Vatikan meluncurkan penyelidikan luar biasa terhadap ‘pesta seks yang terkunci’ di katedral sebagai bagian dari penyelidikan yang lebih luas

Vatikan telah meluncurkan penyelidikan luar biasa atas dugaan pesta seks di sebuah katedral di Inggris utara.

Gereja Katolik Roma dikatakan sedang menyelidiki dugaan insiden tersebut sebagai bagian dari penyelidikan atas pengunduran diri Robert Byrne sebagai Uskup Hexham dan Newcastle pada bulan Desember.

Uskup Agung Liverpool, yang memimpin penyelidikan, telah diminta untuk menyiapkan ‘laporan mendalam tentang peristiwa-peristiwa menjelang pengunduran diri Uskup Byrne’, The Sunday Times melaporkan.

Tidak ada kesan bahwa Uskup Byrne berada di pesta yang dituduhkan atau mengetahuinya.

Gereja Katolik Roma sedang menyelidiki pengunduran diri Robert Byrne (foto) sebagai Uskup Hexham dan Newcastle pada bulan Desember

Selama penguncian, Pastor Michael McCoy (atas), yang saat itu adalah dekan, diduga bertanya kepada beberapa jamaah apakah mereka ingin menghadiri 'pesta seks'

Selama penguncian, Pastor Michael McCoy (atas), yang saat itu adalah dekan, diduga bertanya kepada beberapa jamaah apakah mereka ingin menghadiri ‘pesta seks’

Selama penguncian, Pastor Michael McCoy, yang saat itu adalah dekan, diduga bertanya kepada beberapa jamaah apakah mereka ingin menghadiri ‘pesta seks’ di dalam properti yang bersebelahan dengan Katedral St Mary, Newcastle.

“Sejumlah keluhan dibuat oleh individu di dalam keuskupan setelah informasi terungkap tentang pesta seks yang terjadi di tempat tinggal para imam yang terhubung dengan katedral Newcastle,” kata seorang sumber kepada surat kabar itu.

Yang lain menambahkan: ‘Katedral telah menjadi bahan tertawaan.’

Seorang juru bicara Keuskupan Hexham dan Newcastle mengatakan: ‘Peninjauan sekarang sedang berlangsung. Sebelum pengunduran diri Uskup Byrne pada pertengahan Desember, para wali bekerja dengan Komisi Amal, mengikuti rujukan diri mereka ke organisasi itu.’

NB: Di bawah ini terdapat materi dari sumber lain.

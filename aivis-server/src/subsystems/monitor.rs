//! Monitoring run engine.
//!
//! A run pages through monitorable prompts, sends each page to the answer
//! provider in bounded waves, and persists every result (response, mentions,
//! links) in its own transaction. Lifecycle: `running -> completed | stopped | failed`.

use crate::subsystems::notify::{notify_best_effort, Notifier};
use aivis_core::config::{api_key_from_env, AivisConfig, MonitorConfig};
use aivis_core::links::extract_links;
use aivis_core::llm::{ChatBackend, ChatRequest, LlmClientConfig, OpenAiChatClient};
use aivis_core::mentions::MentionMatcher;
use aivis_core::models::{LinkRecord, MentionRecord, Prompt, ResponseRecord, RunStatus};
use aivis_core::serp::{SerpApiClient, SerpClientConfig};
use aivis_core::store::MonitorStore;
use aivis_core::{classify_intent, RunMode, SentimentDetector};
use anyhow::Context;
use async_trait::async_trait;
use futures::future::join_all;
use serde::{Deserialize, Serialize};
use std::sync::Arc;
use std::time::{Duration, Instant};

const CHAT_SYSTEM_PROMPT: &str =
    "You are a helpful assistant. Answer the user's question accurately and concisely.";

// ============================================================================
// Answer providers
// ============================================================================

/// One provider answer before mention/link extraction.
#[derive(Debug, Clone, PartialEq)]
pub struct ProviderAnswer {
    pub text: String,
    pub tokens_in: Option<i32>,
    pub tokens_out: Option<i32>,
    /// Structured citations returned alongside the text.
    pub links: Vec<LinkRecord>,
}

#[async_trait]
pub trait AnswerProvider: Send + Sync {
    async fn answer(&self, prompt: &str) -> anyhow::Result<ProviderAnswer>;

    /// Stored on the run as its model identifier.
    fn model(&self) -> String;

    fn temperature(&self) -> Option<f32>;
}

/// Chat-completion answers (OpenAI-compatible).
pub struct ChatAnswerProvider {
    backend: Arc<dyn ChatBackend>,
    temperature: Option<f32>,
}

impl ChatAnswerProvider {
    pub fn new(backend: Arc<dyn ChatBackend>, temperature: Option<f32>) -> Self {
        Self {
            backend,
            temperature,
        }
    }
}

#[async_trait]
impl AnswerProvider for ChatAnswerProvider {
    async fn answer(&self, prompt: &str) -> anyhow::Result<ProviderAnswer> {
        let request = ChatRequest {
            system: CHAT_SYSTEM_PROMPT.to_string(),
            user: prompt.to_string(),
            temperature: self.temperature,
            json: false,
            max_tokens: None,
        };
        let completion = self.backend.complete(&request).await?;
        Ok(ProviderAnswer {
            text: completion.content,
            tokens_in: completion.tokens_in,
            tokens_out: completion.tokens_out,
            links: Vec::new(),
        })
    }

    fn model(&self) -> String {
        self.backend.model().to_string()
    }

    fn temperature(&self) -> Option<f32> {
        self.temperature
    }
}

/// Google AI overview answers via SerpAPI.
pub struct AiOverviewProvider {
    client: Arc<SerpApiClient>,
}

impl AiOverviewProvider {
    pub fn new(client: Arc<SerpApiClient>) -> Self {
        Self { client }
    }
}

#[async_trait]
impl AnswerProvider for AiOverviewProvider {
    async fn answer(&self, prompt: &str) -> anyhow::Result<ProviderAnswer> {
        let overview = self.client.ai_overview(prompt).await?;
        Ok(ProviderAnswer {
            text: overview.text,
            tokens_in: None,
            tokens_out: None,
            links: overview.links,
        })
    }

    fn model(&self) -> String {
        "google-ai-overview".to_string()
    }

    fn temperature(&self) -> Option<f32> {
        None
    }
}

pub fn openai_backend(config: &AivisConfig) -> anyhow::Result<Arc<dyn ChatBackend>> {
    let openai = &config.openai;
    let mut client_config = LlmClientConfig::new(
        api_key_from_env(&openai.api_key_env),
        &openai.model,
        &openai.base_url,
    );
    client_config.timeout = Duration::from_secs(openai.timeout_seconds);
    client_config.connect_timeout = Duration::from_secs(openai.connect_timeout_seconds);
    let client = OpenAiChatClient::new(client_config)
        .with_context(|| format!("OpenAI client unavailable (set {})", openai.api_key_env))?;
    Ok(Arc::new(client))
}

pub fn serp_client(config: &AivisConfig) -> anyhow::Result<Arc<SerpApiClient>> {
    let serp = &config.serpapi;
    let mut client_config =
        SerpClientConfig::new(api_key_from_env(&serp.api_key_env), &serp.base_url);
    client_config.hl = serp.hl.clone();
    client_config.gl = serp.gl.clone();
    client_config.location = serp.location.clone();
    client_config.timeout = Duration::from_secs(serp.timeout_seconds);
    client_config.connect_timeout = Duration::from_secs(serp.connect_timeout_seconds);
    let client = SerpApiClient::new(client_config)
        .with_context(|| format!("SerpAPI client unavailable (set {})", serp.api_key_env))?;
    Ok(Arc::new(client))
}

/// Build the provider for `mode`. Missing credentials fail here, before any
/// run row exists.
pub fn answer_provider(config: &AivisConfig, mode: RunMode) -> anyhow::Result<Arc<dyn AnswerProvider>> {
    let provider: Arc<dyn AnswerProvider> = match mode {
        RunMode::Chat => Arc::new(ChatAnswerProvider::new(openai_backend(config)?, config.openai.temperature)),
        RunMode::Aio => Arc::new(AiOverviewProvider::new(serp_client(config)?)),
    };
    Ok(provider)
}

// ============================================================================
// Settings and results
// ============================================================================

#[derive(Debug, Clone)]
pub struct MonitorSettings {
    pub page_size: i64,
    pub concurrency: usize,
    pub wave_delay: Duration,
    /// 0 = run until the prompt list is exhausted.
    pub max_pages: u32,
}

impl MonitorSettings {
    pub fn for_mode(config: &MonitorConfig, mode: RunMode) -> Self {
        let (concurrency, delay_ms) = match mode {
            RunMode::Chat => (config.concurrency, config.wave_delay_ms),
            RunMode::Aio => (config.aio_concurrency, config.aio_wave_delay_ms),
        };
        Self {
            page_size: i64::from(config.page_size.max(1)),
            concurrency: concurrency.max(1),
            wave_delay: Duration::from_millis(delay_ms),
            max_pages: config.max_pages,
        }
    }
}

#[derive(Debug, Clone, PartialEq, Eq, Serialize, Deserialize)]
pub struct PromptError {
    pub prompt_id: i64,
    pub error: String,
}

#[derive(Debug, Clone, Serialize, Deserialize)]
pub struct RunResult {
    pub run_id: i64,
    pub model: String,
    pub processed: usize,
    pub errors: Vec<PromptError>,
    pub prompt_ids: Vec<i64>,
    pub done: bool,
    /// Offset to pass back when `done` is false.
    pub next_offset: i64,
}

// ============================================================================
// Engine
// ============================================================================

pub struct MonitorEngine {
    store: Arc<dyn MonitorStore>,
    provider: Arc<dyn AnswerProvider>,
    sentiment: SentimentDetector,
    notifier: Arc<dyn Notifier>,
    settings: MonitorSettings,
}

impl MonitorEngine {
    pub fn new(
        store: Arc<dyn MonitorStore>,
        provider: Arc<dyn AnswerProvider>,
        sentiment: SentimentDetector,
        notifier: Arc<dyn Notifier>,
        settings: MonitorSettings,
    ) -> Self {
        Self {
            store,
            provider,
            sentiment,
            notifier,
            settings,
        }
    }

    /// Start a new run at `offset`, or continue `run_id` from `offset`.
    pub async fn run_monitoring(&self, offset: i64, run_id: Option<i64>) -> anyhow::Result<RunResult> {
        let run = match run_id {
            Some(id) => self
                .store
                .get_run(id)
                .await?
                .with_context(|| format!("run {id} not found"))?,
            None => {
                self.store
                    .create_run(&self.provider.model(), self.provider.temperature())
                    .await?
            }
        };

        let mut result = RunResult {
            run_id: run.id,
            model: run.model.clone(),
            processed: 0,
            errors: Vec::new(),
            prompt_ids: Vec::new(),
            done: false,
            next_offset: offset.max(0),
        };

        if run.status.is_terminal() {
            tracing::info!(run_id = run.id, status = run.status.as_str(), "Run already finished");
            result.done = true;
            return Ok(result);
        }

        tracing::info!(run_id = run.id, model = %run.model, offset, "Monitoring run started");

        match self.drive(&mut result).await {
            Ok(()) => Ok(result),
            Err(e) => {
                let message = format!("{e:#}");
                tracing::error!(run_id = run.id, error = %message, "Monitoring run failed");
                if let Err(store_err) = self
                    .store
                    .finish_run(run.id, RunStatus::Failed, Some(&message))
                    .await
                {
                    tracing::error!(run_id = run.id, error = %store_err, "Could not mark run failed");
                }
                Err(e)
            }
        }
    }

    async fn drive(&self, result: &mut RunResult) -> anyhow::Result<()> {
        let run_id = result.run_id;
        let catalog = self.store.load_brand_catalog().await?;
        let matcher = MentionMatcher::new(&catalog);
        let mut pages = 0u32;
        let mut first_wave = true;

        loop {
            let status = self
                .store
                .get_run(run_id)
                .await?
                .map(|r| r.status)
                .unwrap_or(RunStatus::Running);
            if status != RunStatus::Running {
                tracing::info!(run_id, status = status.as_str(), "Run no longer running, stopping");
                result.done = true;
                return Ok(());
            }

            if self.settings.max_pages > 0 && pages >= self.settings.max_pages {
                tracing::info!(run_id, next_offset = result.next_offset, "Page limit reached");
                return Ok(());
            }

            let page = self
                .store
                .fetch_prompt_page(result.next_offset, self.settings.page_size)
                .await?;
            if page.is_empty() {
                self.complete(run_id).await?;
                result.done = true;
                return Ok(());
            }

            tracing::debug!(run_id, offset = result.next_offset, prompts = page.len(), "Processing page");

            for wave in page.chunks(self.settings.concurrency) {
                if !first_wave && !self.settings.wave_delay.is_zero() {
                    tokio::time::sleep(self.settings.wave_delay).await;
                }
                first_wave = false;

                let answers = join_all(wave.iter().map(|p| self.fetch(p))).await;

                // Persist in batch-index order.
                for (prompt, answer) in wave.iter().zip(answers) {
                    match answer {
                        Ok((answer, latency_ms)) => {
                            match self.persist(run_id, prompt, answer, latency_ms, &matcher).await {
                                Ok(_) => {
                                    result.processed += 1;
                                    result.prompt_ids.push(prompt.id);
                                }
                                Err(e) => {
                                    tracing::warn!(run_id, prompt_id = prompt.id, error = %e, "Result not persisted");
                                    result.errors.push(PromptError {
                                        prompt_id: prompt.id,
                                        error: format!("persist: {e}"),
                                    });
                                }
                            }
                        }
                        Err(e) => {
                            tracing::warn!(run_id, prompt_id = prompt.id, error = %e, "Provider request failed");
                            result.errors.push(PromptError {
                                prompt_id: prompt.id,
                                error: format!("{e:#}"),
                            });
                        }
                    }
                }
            }

            result.next_offset += page.len() as i64;
            pages += 1;
        }
    }

    async fn fetch(&self, prompt: &Prompt) -> anyhow::Result<(ProviderAnswer, i64)> {
        let started = Instant::now();
        let answer = self.provider.answer(&prompt.text).await?;
        Ok((answer, started.elapsed().as_millis() as i64))
    }

    async fn persist(
        &self,
        run_id: i64,
        prompt: &Prompt,
        answer: ProviderAnswer,
        latency_ms: i64,
        matcher: &MentionMatcher,
    ) -> anyhow::Result<i64> {
        let (visible, detected) = matcher.detect(&answer.text);

        let mut mentions = Vec::with_capacity(detected.len());
        for hit in detected {
            let context = self.sentiment.context(&visible, hit.offset);
            let sentiment = self.sentiment.detect(&context).await;
            mentions.push(MentionRecord {
                brand_id: hit.brand_id,
                found_alias: hit.found_alias,
                sentiment: Some(sentiment),
            });
        }

        let record = ResponseRecord {
            run_id,
            prompt_id: prompt.id,
            prompt_text: prompt.text.clone(),
            prompt_category: prompt.category.clone(),
            intent: classify_intent(&answer.text),
            links: extract_links(&answer.text, &answer.links),
            raw_answer: answer.text,
            latency_ms,
            tokens_in: answer.tokens_in,
            tokens_out: answer.tokens_out,
            mentions,
        };

        let id = self.store.save_response(&record).await?;
        tracing::debug!(
            run_id,
            prompt_id = prompt.id,
            response_id = id,
            mentions = record.mentions.len(),
            links = record.links.len(),
            "Result persisted"
        );
        Ok(id)
    }

    async fn complete(&self, run_id: i64) -> anyhow::Result<()> {
        if !self.store.finish_run(run_id, RunStatus::Completed, None).await? {
            tracing::info!(run_id, "Run left running before completion, status kept");
            return Ok(());
        }
        match self.store.run_metrics(run_id).await {
            Ok(metrics) => notify_best_effort(self.notifier.as_ref(), run_id, &metrics).await,
            Err(e) => tracing::warn!(run_id, error = %e, "Run metrics unavailable, notification skipped"),
        }
        Ok(())
    }
}
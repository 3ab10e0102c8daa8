use crate::router::{self, AppContext};
use aivis_core::ipc::{AivisRequest, AivisResponse};
use bytes::Bytes;
use futures::{SinkExt, StreamExt};
use std::path::Path;
use std::sync::Arc;
use tokio::net::UnixListener;
use tokio::sync::broadcast;
use tokio_util::codec::{FramedRead, FramedWrite, LengthDelimitedCodec};

/// Frames are a 4-byte little-endian length prefix followed by a
/// MessagePack-encoded `AivisRequest` / `AivisResponse`.
pub fn frame_codec() -> LengthDelimitedCodec {
    LengthDelimitedCodec::builder().little_endian().new_codec()
}

pub async fn run_unix_server(
    socket_path: &str,
    ctx: Arc<AppContext>,
    mut shutdown: broadcast::Receiver<()>,
) -> anyhow::Result<()> {
    if Path::new(socket_path).exists() {
        std::fs::remove_file(socket_path)?;
    }

    let listener = UnixListener::bind(socket_path)?;
    tracing::info!("IPC Server listening on {}", socket_path);

    loop {
        tokio::select! {
            res = listener.accept() => {
                let (stream, _) = res?;
                let ctx = ctx.clone();
                tokio::spawn(async move {
                    let (read, write) = stream.into_split();
                    let mut framed_read = FramedRead::new(read, frame_codec());
                    let mut framed_write = FramedWrite::new(write, frame_codec());

                    while let Some(frame) = framed_read.next().await {
                        let bytes_mut = match frame {
                            Ok(b) => b,
                            Err(e) => {
                                tracing::error!("Frame error: {}", e);
                                break;
                            }
                        };

                        let response = match rmp_serde::from_slice::<AivisRequest>(&bytes_mut) {
                            Ok(request) => router::handle_request(request, &ctx).await,
                            Err(e) => AivisResponse::err(format!("Deserialization error: {}", e)),
                        };

                        match rmp_serde::to_vec_named(&response) {
                            Ok(resp_bytes) => {
                                if let Err(e) = framed_write.send(Bytes::from(resp_bytes)).await {
                                    tracing::error!("Failed to send response: {}", e);
                                    break;
                                }
                            }
                            Err(e) => {
                                tracing::error!("Failed to serialize response: {}", e);
                                break;
                            }
                        }
                    }
                });
            }
            _ = shutdown.recv() => {
                tracing::info!("Shutting down IPC server...");
                break;
            }
        }
    }

    if Path::new(socket_path).exists() {
        std::fs::remove_file(socket_path)?;
    }

    Ok(())
}
use serde::{Deserialize, Serialize};

/// A tracked brand with its match aliases in storage order.
#[derive(Debug, Clone, Serialize, Deserialize)]
pub struct Brand {
    pub id: String,
    pub name: String,
    pub aliases: Vec<String>,
}

/// Immutable brand/alias snapshot, loaded once per run and shared by every
/// persistence call in that run.
#[derive(Debug, Clone, Default)]
pub struct BrandCatalog {
    brands: Vec<Brand>,
}

impl BrandCatalog {
    pub fn new(brands: Vec<Brand>) -> Self {
        Self { brands }
    }

    pub fn brands(&self) -> &[Brand] {
        &self.brands
    }
}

Canon McCoy, 57, ditemukan tewas di apartemennya di Newcastle pada April 2019.

Dia mengambil nyawanya sendiri beberapa hari setelah mengetahui polisi sedang menyelidikinya atas ‘tuduhan bersejarah’.

Mr McCoy dikunjungi oleh petugas pada 6 April dan diberi tahu bahwa tuduhan bersejarah telah dibuat terhadapnya, dan bahwa dia akan diundang untuk wawancara sukarela pada tahap tertentu.

Foto: Gereja Katedral St Mary's di Newcastle di Tyne

Foto: Gereja Katedral St Mary’s di Newcastle di Tyne

Canon McCoy, 57, ditemukan tewas di apartemennya di Newcastle pada April 2019

Canon McCoy, 57, ditemukan tewas di apartemennya di Newcastle pada April 2019

Sersan Detektif Julie Beattie, dari departemen perlindungan anak dan orang dewasa Kepolisian Northumbria, mengatakan McCoy ‘kesal’ tetapi mengatakan dia akan mencari dukungannya sendiri dari teman dan kolega, dan tidak ada kekhawatiran tentang kesejahteraannya.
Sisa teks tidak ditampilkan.